Cadmium induces vascular permeability via activation of the p38 MAPK pathway

Abstract

The vasculature of various organs is a targeted by the environmental toxin, cadmium (Cd). However, mechanisms leading to pathological conditions are poorly understood. In the present study, we examined the effect of cadmium chloride (CdCl2) on human umbilical vein endothelial cells (HUVECs). At 4μM, CdCl2 induced a hyper-permeability defect in HUVECs, but not the inhibition of cell growth up to 24h. This effect of CdCl2 was dependent on the activation of the p38 mitogen-activated protein kinase (MAPK) pathway.
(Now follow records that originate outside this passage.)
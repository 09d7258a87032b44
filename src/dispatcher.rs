//! A synchronous command bus.

use core::{cell::Cell, fmt, ptr};
use hashbrown::HashMap;
use std::{
	cell::RefCell,
	rc::{Rc, Weak},
};
use tracing::{instrument, trace, warn};

pub type Handler<P> = Rc<dyn Fn(&P)>;
pub type AfterCommandHandler<P> = Rc<dyn Fn(&str, &P)>;

struct Subscribers<P> {
	commands: HashMap<String, Vec<Handler<P>>>,
	after_every_command: Vec<AfterCommandHandler<P>>,
}

fn same_handler<T: ?Sized>(a: &Rc<T>, b: &Rc<T>) -> bool {
	ptr::eq(Rc::as_ptr(a).cast::<()>(), Rc::as_ptr(b).cast::<()>())
}

/// Fans named commands out to subscribed handlers, then runs every after-command hook.
///
/// Clones share their subscriber lists.
/// Handlers run synchronously and may (un)subscribe or dispatch re-entrantly:
/// [`dispatch`](`Dispatcher::dispatch`) works on a snapshot of the lists taken when it starts.
pub struct Dispatcher<P> {
	subscribers: Rc<RefCell<Subscribers<P>>>,
}

impl<P> Clone for Dispatcher<P> {
	fn clone(&self) -> Self {
		Self {
			subscribers: Rc::clone(&self.subscribers),
		}
	}
}

impl<P: 'static> Default for Dispatcher<P> {
	fn default() -> Self {
		Self::new()
	}
}

impl<P> fmt::Debug for Dispatcher<P> {
	fn fmt(&self, f: &mut fmt::Formatter<'_>) -> fmt::Result {
		let subscribers = self.subscribers.borrow();
		f.debug_struct("Dispatcher")
			.field("commands", &subscribers.commands.keys().collect::<Vec<_>>())
			.field("after_every_command", &subscribers.after_every_command.len())
			.finish()
	}
}

impl<P: 'static> Dispatcher<P> {
	#[must_use]
	pub fn new() -> Self {
		Self {
			subscribers: Rc::new(RefCell::new(Subscribers {
				commands: HashMap::new(),
				after_every_command: Vec::new(),
			})),
		}
	}

	/// Subscribes `handler` to `command`.
	///
	/// Subscribing the same handler (by identity) to the same command again does nothing
	/// and returns a [`Subscription`] that does nothing either.
	pub fn subscribe(&self, command: impl Into<String>, handler: Handler<P>) -> Subscription {
		let command = command.into();
		{
			let mut subscribers = self.subscribers.borrow_mut();
			let handlers = subscribers.commands.entry(command.clone()).or_default();
			if handlers.iter().any(|existing| same_handler(existing, &handler)) {
				trace!(%command, "Handler already subscribed.");
				return Subscription::noop();
			}
			handlers.push(Rc::clone(&handler));
		}

		let subscribers = Rc::downgrade(&self.subscribers);
		Subscription::new(move || {
			if let Some(subscribers) = Weak::upgrade(&subscribers) {
				if let Some(handlers) = subscribers.borrow_mut().commands.get_mut(&command) {
					handlers.retain(|existing| !same_handler(existing, &handler));
				}
			}
		})
	}

	/// Registers a hook that runs after every dispatched command, whether or not it had subscribers.
	pub fn after_every_command(&self, handler: AfterCommandHandler<P>) -> Subscription {
		self.subscribers.borrow_mut().after_every_command.push(Rc::clone(&handler));

		let subscribers = Rc::downgrade(&self.subscribers);
		Subscription::new(move || {
			if let Some(subscribers) = Weak::upgrade(&subscribers) {
				let mut subscribers = subscribers.borrow_mut();
				if let Some(i) = subscribers.after_every_command.iter().position(|existing| same_handler(existing, &handler)) {
					subscribers.after_every_command.remove(i);
				}
			}
		})
	}

	#[must_use]
	pub fn has_handlers(&self, command: &str) -> bool {
		self.subscribers.borrow().commands.get(command).map_or(false, |handlers| !handlers.is_empty())
	}

	/// Runs `command`'s handlers in subscription order, then all after-command hooks in registration order.
	///
	/// A command without handlers is logged as a warning; the hooks still run.
	#[instrument(skip(self, payload))]
	pub fn dispatch(&self, command: &str, payload: &P) {
		let (handlers, after_every_command) = {
			let subscribers = self.subscribers.borrow();
			(
				subscribers.commands.get(command).cloned().unwrap_or_default(),
				subscribers.after_every_command.clone(),
			)
		};

		if handlers.is_empty() {
			warn!(command, "No handlers for command.");
		}
		for handler in handlers {
			handler(payload);
		}

		for handler in after_every_command {
			handler(command, payload);
		}
	}
}

/// Undoes one subscription. Unsubscribing more than once is a no-op.
///
/// Dropping a [`Subscription`] does *not* unsubscribe.
pub struct Subscription(Cell<Option<Box<dyn FnOnce()>>>);

impl Subscription {
	fn new(unsubscribe: impl 'static + FnOnce()) -> Self {
		Self(Cell::new(Some(Box::new(unsubscribe))))
	}

	fn noop() -> Self {
		Self(Cell::new(None))
	}

	pub fn unsubscribe(&self) {
		if let Some(unsubscribe) = self.0.take() {
			unsubscribe()
		}
	}
}

impl fmt::Debug for Subscription {
	fn fmt(&self, f: &mut fmt::Formatter<'_>) -> fmt::Result {
		f.write_str("Subscription")
	}
}

#[cfg(test)]
mod tests {
	use super::*;

	type Calls = Rc<RefCell<Vec<String>>>;

	fn recorder(calls: &Calls, name: &'static str) -> Handler<&'static str> {
		let calls = Rc::clone(calls);
		Rc::new(move |payload: &&'static str| calls.borrow_mut().push(format!("{}({})", name, payload)))
	}

	fn after_recorder(calls: &Calls, name: &'static str) -> AfterCommandHandler<&'static str> {
		let calls = Rc::clone(calls);
		Rc::new(move |command: &str, payload: &&'static str| calls.borrow_mut().push(format!("{}({}, {})", name, command, payload)))
	}

	#[test]
	fn no_handlers_is_fine() {
		Dispatcher::<&str>::new().dispatch("foo", &"bar");
	}

	#[test]
	fn default_is_empty() {
		let dispatcher = Dispatcher::<&str>::default();
		assert!(!dispatcher.has_handlers("foo"));
		dispatcher.dispatch("foo", &"bar");
	}

	#[test]
	fn nested_dispatch_completes_before_outer_hooks() {
		let calls = Calls::default();
		let dispatcher = Dispatcher::new();
		let nested = dispatcher.clone();
		dispatcher.subscribe("outer", Rc::new(move |_: &&'static str| nested.dispatch("inner", &"nested")));
		dispatcher.subscribe("inner", recorder(&calls, "inner"));
		dispatcher.after_every_command(after_recorder(&calls, "after"));

		dispatcher.dispatch("outer", &"x");
		assert_eq!(*calls.borrow(), ["inner(nested)", "after(inner, nested)", "after(outer, x)"]);
	}

	#[test]
	fn dispatches_to_all_handlers_of_the_command_only() {
		let calls = Calls::default();
		let dispatcher = Dispatcher::new();
		dispatcher.subscribe("foo", recorder(&calls, "one"));
		dispatcher.subscribe("foo", recorder(&calls, "two"));
		dispatcher.subscribe("baz", recorder(&calls, "three"));

		dispatcher.dispatch("foo", &"bar");
		assert_eq!(*calls.borrow(), ["one(bar)", "two(bar)"]);
	}

	#[test]
	fn after_every_command_runs_after_handlers_even_without_subscribers() {
		let calls = Calls::default();
		let dispatcher = Dispatcher::new();
		dispatcher.subscribe("foo", recorder(&calls, "handler"));
		dispatcher.after_every_command(after_recorder(&calls, "after1"));
		dispatcher.after_every_command(after_recorder(&calls, "after2"));

		dispatcher.dispatch("foo", &"bar");
		dispatcher.dispatch("nobody", &"qux");
		assert_eq!(
			*calls.borrow(),
			["handler(bar)", "after1(foo, bar)", "after2(foo, bar)", "after1(nobody, qux)", "after2(nobody, qux)"]
		);
	}

	#[test]
	fn unsubscribe() {
		let calls = Calls::default();
		let dispatcher = Dispatcher::new();
		let one = dispatcher.subscribe("foo", recorder(&calls, "one"));
		dispatcher.subscribe("foo", recorder(&calls, "two"));
		let after = dispatcher.after_every_command(after_recorder(&calls, "after"));

		one.unsubscribe();
		after.unsubscribe();
		dispatcher.dispatch("foo", &"bar");
		assert_eq!(*calls.borrow(), ["two(bar)"]);
		assert!(dispatcher.has_handlers("foo"));
	}

	#[test]
	fn unsubscribing_twice_is_a_noop() {
		let calls = Calls::default();
		let dispatcher = Dispatcher::new();
		let first = dispatcher.subscribe("foo", recorder(&calls, "first"));
		dispatcher.subscribe("foo", recorder(&calls, "second"));

		first.unsubscribe();
		first.unsubscribe();
		dispatcher.dispatch("foo", &"bar");
		assert_eq!(*calls.borrow(), ["second(bar)"]);
	}

	#[test]
	fn duplicate_subscription_is_ignored() {
		let calls = Calls::default();
		let dispatcher = Dispatcher::new();
		let handler = recorder(&calls, "handler");
		dispatcher.subscribe("foo", Rc::clone(&handler));
		let second = dispatcher.subscribe("foo", handler);

		dispatcher.dispatch("foo", &"bar");
		assert_eq!(*calls.borrow(), ["handler(bar)"]);

		second.unsubscribe();
		dispatcher.dispatch("foo", &"baz");
		assert_eq!(*calls.borrow(), ["handler(bar)", "handler(baz)"]);
	}

	#[test]
	fn handler_may_unsubscribe_itself_mid_dispatch() {
		let calls = Calls::default();
		let dispatcher = Dispatcher::new();
		let subscription: Rc<RefCell<Option<Subscription>>> = Rc::default();

		let handler: Handler<&'static str> = {
			let calls = Rc::clone(&calls);
			let subscription = Rc::clone(&subscription);
			Rc::new(move |payload: &&'static str| {
				calls.borrow_mut().push(format!("once({})", payload));
				if let Some(subscription) = subscription.borrow_mut().take() {
					subscription.unsubscribe();
				}
			})
		};
		*subscription.borrow_mut() = Some(dispatcher.subscribe("foo", handler));
		dispatcher.subscribe("foo", recorder(&calls, "other"));

		dispatcher.dispatch("foo", &"1");
		dispatcher.dispatch("foo", &"2");
		assert_eq!(*calls.borrow(), ["once(1)", "other(1)", "other(2)"]);
	}
}
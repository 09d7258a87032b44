#![cfg(target_arch = "wasm32")]

use std::sync::Once;
use wasm_bindgen::JsCast;
use wasm_bindgen_test::{wasm_bindgen_test, wasm_bindgen_test_configure};
use web_sys::{HtmlElement, MouseEvent};
use xylem::{element, mount, patch, reducer, text, unmount, web::WebHost, App, Emitter, Listener, Node, Props};

wasm_bindgen_test_configure!(run_in_browser);

static LOG_INIT: Once = Once::new();

fn container(host: &WebHost) -> web_sys::Node {
	LOG_INIT.call_once(tracing_wasm::set_as_global_default);

	let document = host.document();
	let container = document.create_element("div").unwrap();
	document.body().unwrap().append_child(&container).unwrap();
	container.into()
}

fn inner_html(node: &web_sys::Node) -> String {
	node.dyn_ref::<web_sys::Element>().unwrap().inner_html()
}

#[wasm_bindgen_test]
fn create_and_remove() {
	let host = WebHost::from_window().unwrap();
	let parent = container(&host);

	let mut vdom: Node<web_sys::Node> = element(
		"div",
		Props::new().attr("id", "created").attr("data-kind", "test").class("a b").style("color", "red"),
		vec![text("Hello xylem!").into()],
	);
	mount(&host, &mut vdom, &parent, None).unwrap();
	assert_eq!(
		inner_html(&parent),
		r#"<div class="a b" style="color: red;" data-kind="test" id="created">Hello xylem!</div>"#
	);

	unmount(&host, &mut vdom).unwrap();
	assert_eq!(inner_html(&parent), "");
}

#[wasm_bindgen_test]
fn patch_keeps_elements() {
	let host = WebHost::from_window().unwrap();
	let parent = container(&host);

	let mut old: Node<web_sys::Node> = element("p", Props::new().class("old"), vec!["before".into()]);
	mount(&host, &mut old, &parent, None).unwrap();
	let p = parent.first_child().unwrap();

	let mut new: Node<web_sys::Node> = element("p", Props::new().class("new"), vec!["after".into()]);
	patch(&host, &mut old, &mut new, &parent).unwrap();
	assert_eq!(inner_html(&parent), r#"<p class="new">after</p>"#);
	assert_eq!(parent.first_child(), Some(p));
}

#[wasm_bindgen_test]
fn click() {
	let host = WebHost::from_window().unwrap();
	let parent = container(&host);

	let app = App::new(
		host,
		|count: &u32, emitter: &Emitter<()>| -> Node<web_sys::Node> {
			let emitter = emitter.clone();
			element(
				"button",
				Props::new().on(
					"click",
					Listener::new(move |event| {
						assert!(event.downcast_ref::<web_sys::Event>().is_some());
						emitter.emit("increment", ());
					}),
				),
				vec![count.to_string().into()],
			)
		},
		0,
		vec![("increment", reducer(|count: &u32, _: &()| count + 1))],
	);
	app.mount(parent.clone()).unwrap();

	let button: HtmlElement = parent.first_child().unwrap().dyn_into().unwrap();
	button.click();
	button.click();
	assert_eq!(inner_html(&parent), "<button>2</button>");

	let event = MouseEvent::new("click").unwrap();
	button.dispatch_event(&event).unwrap();
	assert_eq!(app.with_state(|count| *count), 3);

	app.unmount().unwrap();
	button.click();
	assert_eq!(app.with_state(|count| *count), 3);
}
The p38 MAPK inhibitor SB203850 suppressed the CdCl2-induced alteration in trans-endothelial electrical resistance in HUVEC monolayers, a model measurement of vascular endothelial barrier integrity. SB203850 also inhibited the Cd-induced membrane dissociation of vascular endothelial (VE) cadherin and β-catenin, the important components of the adherens junctional complex. In addition, SB203850 reduces the Cd-induced expression and secretion of tumor necrosis factor α (TNF-α). Taken together, our findings suggest that Cd induces vascular hyper-permeability and disruption of endothelial barrier integrity through stimulation of p38 MAPK signaling.